- **Task to complete**
Give back all of the data exactly. Leave nothing out.

───

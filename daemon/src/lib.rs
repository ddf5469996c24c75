//! Chorus daemon
//!
//! One binary, two roles:
//! - hub: owns the user directory and ACLs, tracks edges, answers forwarded auth
//! - edge: terminates clients and enforces policy replicated from the hub

pub mod acl_store;
pub mod client_state;
pub mod config;
pub mod dispatcher;
pub mod edge;
pub mod edge_link;
pub mod handlers;
pub mod hub;
pub mod metrics;
pub mod node_registry;
pub mod session;
mod wire;

pub use config::{DaemonConfig, NodeRole};
pub use edge::Edge;
pub use hub::Hub;

use anyhow::Result;
use std::sync::Arc;
use tracing::info;

/// Run the configured role until it stops or Ctrl-C arrives
pub async fn run(config: DaemonConfig) -> Result<()> {
    config.validate()?;

    match config.node.role {
        NodeRole::Hub => {
            let hub = Hub::from_config(&config).await?;
            let listener = chorus_transport::listen(&config.hub.listen_config(&config.transport)?).await?;
            info!("Hub {} starting ({})", config.node.id, config.transport.protocol.as_str());

            let serving = tokio::spawn(Arc::clone(&hub).serve(listener));
            tokio::select! {
                served = serving => served?,
                _ = tokio::signal::ctrl_c() => {
                    info!("Shutting down hub");
                    hub.shutdown();
                    Ok(())
                }
            }
        }
        NodeRole::Edge => {
            let edge = Edge::from_config(&config).await?;
            let listener = chorus_transport::listen(&config.edge.listen).await?;
            info!(
                "Edge {} starting, hub at {} ({})",
                config.node.id,
                config.transport.endpoint(),
                config.transport.protocol.as_str()
            );

            tokio::select! {
                served = Arc::clone(&edge).serve(listener) => served,
                _ = tokio::signal::ctrl_c() => {
                    info!("Shutting down edge");
                    edge.shutdown().await;
                    Ok(())
                }
            }
        }
    }
}
use super::*;

#[test]
fn test_default_config() {
    let config = DaemonConfig::default();
    assert_eq!(config.node.role, NodeRole::Hub);
    assert_eq!(config.hub.max_edges, 16);
    assert_eq!(config.edge.listen.port, 64738);
    assert!(config.hub.users.is_empty());
}

#[test]
fn test_parse_edge_file() {
    let config: DaemonConfig = toml::from_str(
        r#"
        [node]
        role = "edge"
        id = "edge-eu-1"

        [transport]
        protocol = "reliable_udp"
        host = "hub.internal"
        port = 7000

        [edge]
        advertise = "voice.example.org:64738"

        [[edge.channels]]
        id = 5
        name = "Lobby"

        [[edge.channels]]
        id = 6
        parent = 5
        name = "Raid"

        [auth]
        backend = "hub"
        "#,
    )
    .unwrap();

    assert_eq!(config.node.role, NodeRole::Edge);
    assert_eq!(config.transport.port, 7000);
    assert_eq!(config.edge.channels.len(), 2);
    assert_eq!(config.edge.channels[1].parent, Some(5));
    config.validate().unwrap();
}

#[test]
fn test_merge_scalars() {
    let mut config = DaemonConfig::default();
    let mut other = DaemonConfig::default();
    other.node.role = NodeRole::Edge;
    other.hub.max_edges = 2;

    config.merge(other);

    assert_eq!(config.node.role, NodeRole::Edge);
    assert_eq!(config.hub.max_edges, 2);
}

#[test]
fn test_merge_options() {
    let mut config = DaemonConfig::default();
    let mut other = DaemonConfig::default();
    other.hub.bind = Some("0.0.0.0:7000".to_string());

    config.merge(other);
    assert_eq!(config.hub.bind, Some("0.0.0.0:7000".to_string()));
}

#[test]
fn test_merge_channels() {
    let mut config = DaemonConfig::default();
    config.edge.channels.push(ChannelConfig {
        id: 1,
        parent: None,
        name: "Lobby".to_string(),
    });

    let mut other = DaemonConfig::default();
    // Update existing
    other.edge.channels.push(ChannelConfig {
        id: 1,
        parent: None,
        name: "Main".to_string(),
    });
    // Add new
    other.edge.channels.push(ChannelConfig {
        id: 2,
        parent: Some(1),
        name: "AFK".to_string(),
    });

    config.merge(other);

    assert_eq!(config.edge.channels.len(), 2);
    assert_eq!(config.edge.channels[0].name, "Main");
    assert_eq!(config.edge.channels[1].parent, Some(1));
}

#[test]
fn test_hub_rejects_zero_edges() {
    let mut config = DaemonConfig::default();
    config.auth.backend = "directory".to_string();
    config.validate().unwrap();

    config.hub.max_edges = 0;
    assert!(config.validate().is_err());
}

#[test]
fn test_hub_cannot_forward_to_itself() {
    let config = DaemonConfig::default();
    assert!(config.validate().is_err());
}

#[test]
fn test_parity_without_data_is_rejected() {
    let mut config = DaemonConfig::default();
    config.auth.backend = "directory".to_string();
    config.transport.protocol = chorus_transport::Protocol::ReliableUdp;
    config.transport.reliable_udp.data_shards = 0;
    config.transport.reliable_udp.parity_shards = 2;

    assert!(config.validate().is_err());
}

#[test]
fn test_edge_channel_tree_checked() {
    let mut config = DaemonConfig::default();
    config.node.role = NodeRole::Edge;
    config.edge.channels.push(ChannelConfig {
        id: 3,
        parent: Some(9),
        name: "Orphan".to_string(),
    });
    assert!(config.validate().is_err());

    config.edge.channels[0].parent = None;
    config.validate().unwrap();

    config.edge.channels.push(ChannelConfig {
        id: 3,
        parent: None,
        name: "Twin".to_string(),
    });
    assert!(config.validate().is_err());
}

#[test]
fn test_acl_rule_subjects() {
    let rule = AclRule {
        channel: Some(5),
        subject: "group:admin".to_string(),
        allow: vec!["kick".to_string(), "ban".to_string()],
        deny: vec![],
    };
    let entry = rule.to_entry().unwrap();
    assert_eq!(entry.subject, AclSubject::Group("admin".to_string()));
    assert_eq!(entry.allow, Permissions::KICK.0 | Permissions::BAN.0);

    let user = AclRule {
        subject: "user:42".to_string(),
        ..rule.clone()
    };
    assert_eq!(user.to_entry().unwrap().subject, AclSubject::User(42));

    let bad = AclRule {
        subject: "robots".to_string(),
        ..rule.clone()
    };
    assert!(bad.to_entry().is_err());

    let unknown_permission = AclRule {
        allow: vec!["fly".to_string()],
        ..rule
    };
    assert!(unknown_permission.to_entry().is_err());
}

#[test]
fn test_bind_override() {
    let hub = HubConfig {
        bind: Some("127.0.0.1:7100".to_string()),
        ..HubConfig::default()
    };
    let listen = hub.listen_config(&TransportConfig::default()).unwrap();
    assert_eq!(listen.host, "127.0.0.1");
    assert_eq!(listen.port, 7100);
}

───

- **Output**
filename daemon/src/lib.rs
repository ddf5469996c24c75
//! Chorus daemon
//!
//! One binary, two roles:
//! - hub: owns the user directory and ACLs, tracks edges, answers forwarded auth
//! - edge: terminates clients and enforces policy replicated from the hub

pub mod acl_store;
pub mod client_state;
pub mod config;
pub mod dispatcher;
pub mod edge;
pub mod edge_link;
pub mod handlers;
pub mod hub;
pub mod metrics;
pub mod node_registry;
pub mod session;
mod wire;

pub use config::{DaemonConfig, NodeRole};
pub use edge::Edge;
pub use hub::Hub;

use anyhow::Result;
use std::sync::Arc;
use tracing::info;

/// Run the configured role until it stops or Ctrl-C arrives
pub async fn run(config: DaemonConfig) -> Result<()> {
    config.validate()?;

    match config.node.role {
        NodeRole::Hub => {
            let hub = Hub::from_config(&config).await?;
            let listener = chorus_transport::listen(&config.hub.listen_config(&config.transport)?).await?;
            info!("Hub {} starting ({})", config.node.id, config.transport.protocol.as_str());

            let serving = tokio::spawn(Arc::clone(&hub).serve(listener));
            tokio::select! {
                served = serving => served?,
                _ = tokio::signal::ctrl_c() => {
                    info!("Shutting down hub");
                    hub.shutdown();
                    Ok(())
                }
            }
        }
        NodeRole::Edge => {
            let edge = Edge::from_config(&config).await?;
            let listener = chorus_transport::listen(&config.edge.listen).await?;
            info!(
                "Edge {} starting, hub at {} ({})",
                config.node.id,
                config.transport.endpoint(),
                config.transport.protocol.as_str()
            );

            tokio::select! {
                served = Arc::clone(&edge).serve(listener) => served,
                _ = tokio::signal::ctrl_c() => {
                    info!("Shutting down edge");
                    edge.shutdown().await;
                    Ok(())
                }
            }
        }
    }
}
use super::*;

#[test]
fn test_default_config() {
    let config = DaemonConfig::default();
    assert_eq!(config.node.role, NodeRole::Hub);
    assert_eq!(config.hub.max_edges, 16);
    assert_eq!(config.edge.listen.port, 64738);
    assert!(config.hub.users.is_empty());
}

#[test]
fn test_parse_edge_file() {
    let config: DaemonConfig = toml::from_str(
        r#"
        [node]
        role = "edge"
        id = "edge-eu-1"

        [transport]
        protocol = "reliable_udp"
        host = "hub.internal"
        port = 7000

        [edge]
        advertise = "voice.example.org:64738"

        [[edge.channels]]
        id = 5
        name = "Lobby"

        [[edge.channels]]
        id = 6
        parent = 5
        name = "Raid"

        [auth]
        backend = "hub"
        "#,
    )
    .unwrap();

    assert_eq!(config.node.role, NodeRole::Edge);
    assert_eq!(config.transport.port, 7000);
    assert_eq!(config.edge.channels.len(), 2);
    assert_eq!(config.edge.channels[1].parent, Some(5));
    config.validate().unwrap();
}

#[test]
fn test_merge_scalars() {
    let mut config = DaemonConfig::default();
    let mut other = DaemonConfig::default();
    other.node.role = NodeRole::Edge;
    other.hub.max_edges = 2;

    config.merge(other);

    assert_eq!(config.node.role, NodeRole::Edge);
    assert_eq!(config.hub.max_edges, 2);
}

#[test]
fn test_merge_options() {
    let mut config = DaemonConfig::default();
    let mut other = DaemonConfig::default();
    other.hub.bind = Some("0.0.0.0:7000".to_string());

    config.merge(other);
    assert_eq!(config.hub.bind, Some("0.0.0.0:7000".to_string()));
}

#[test]
fn test_merge_channels() {
    let mut config = DaemonConfig::default();
    config.edge.channels.push(ChannelConfig {
        id: 1,
        parent: None,
        name: "Lobby".to_string(),
    });

    let mut other = DaemonConfig::default();
    // Update existing
    other.edge.channels.push(ChannelConfig {
        id: 1,
        parent: None,
        name: "Main".to_string(),
    });
    // Add new
    other.edge.channels.push(ChannelConfig {
        id: 2,
        parent: Some(1),
        name: "AFK".to_string(),
    });

    config.merge(other);

    assert_eq!(config.edge.channels.len(), 2);
    assert_eq!(config.edge.channels[0].name, "Main");
    assert_eq!(config.edge.channels[1].parent, Some(1));
}

#[test]
fn test_hub_rejects_zero_edges() {
    let mut config = DaemonConfig::default();
    config.auth.backend = "directory".to_string();
    config.validate().unwrap();

    config.hub.max_edges = 0;
    assert!(config.validate().is_err());
}

#[test]
fn test_hub_cannot_forward_to_itself() {
    let config = DaemonConfig::default();
    assert!(config.validate().is_err());
}

#[test]
fn test_parity_without_data_is_rejected() {
    let mut config = DaemonConfig::default();
    config.auth.backend = "directory".to_string();
    config.transport.protocol = chorus_transport::Protocol::ReliableUdp;
    config.transport.reliable_udp.data_shards = 0;
    config.transport.reliable_udp.parity_shards = 2;

    assert!(config.validate().is_err());
}

#[test]
fn test_edge_channel_tree_checked() {
    let mut config = DaemonConfig::default();
    config.node.role = NodeRole::Edge;
    config.edge.channels.push(ChannelConfig {
        id: 3,
        parent: Some(9),
        name: "Orphan".to_string(),
    });
    assert!(config.validate().is_err());

    config.edge.channels[0].parent = None;
    config.validate().unwrap();

    config.edge.channels.push(ChannelConfig {
        id: 3,
        parent: None,
        name: "Twin".to_string(),
    });
    assert!(config.validate().is_err());
}

#[test]
fn test_acl_rule_subjects() {
    let rule = AclRule {
        channel: Some(5),
        subject: "group:admin".to_string(),
        allow: vec!["kick".to_string(), "ban".to_string()],
        deny: vec![],
    };
    let entry = rule.to_entry().unwrap();
    assert_eq!(entry.subject, AclSubject::Group("admin".to_string()));
    assert_eq!(entry.allow, Permissions::KICK.0 | Permissions::BAN.0);

    let user = AclRule {
        subject: "user:42".to_string(),
        ..rule.clone()
    };
    assert_eq!(user.to_entry().unwrap().subject, AclSubject::User(42));

    let bad = AclRule {
        subject: "robots".to_string(),
        ..rule.clone()
    };
    assert!(bad.to_entry().is_err());

    let unknown_permission = AclRule {
        allow: vec!["fly".to_string()],
        ..rule
    };
    assert!(unknown_permission.to_entry().is_err());
}

#[test]
fn test_bind_override() {
    let hub = HubConfig {
        bind: Some("127.0.0.1:7100".to_string()),
        ..HubConfig::default()
    };
    let listen = hub.listen_config(&TransportConfig::default()).unwrap();
    assert_eq!(listen.host, "127.0.0.1");
    assert_eq!(listen.port, 7100);
}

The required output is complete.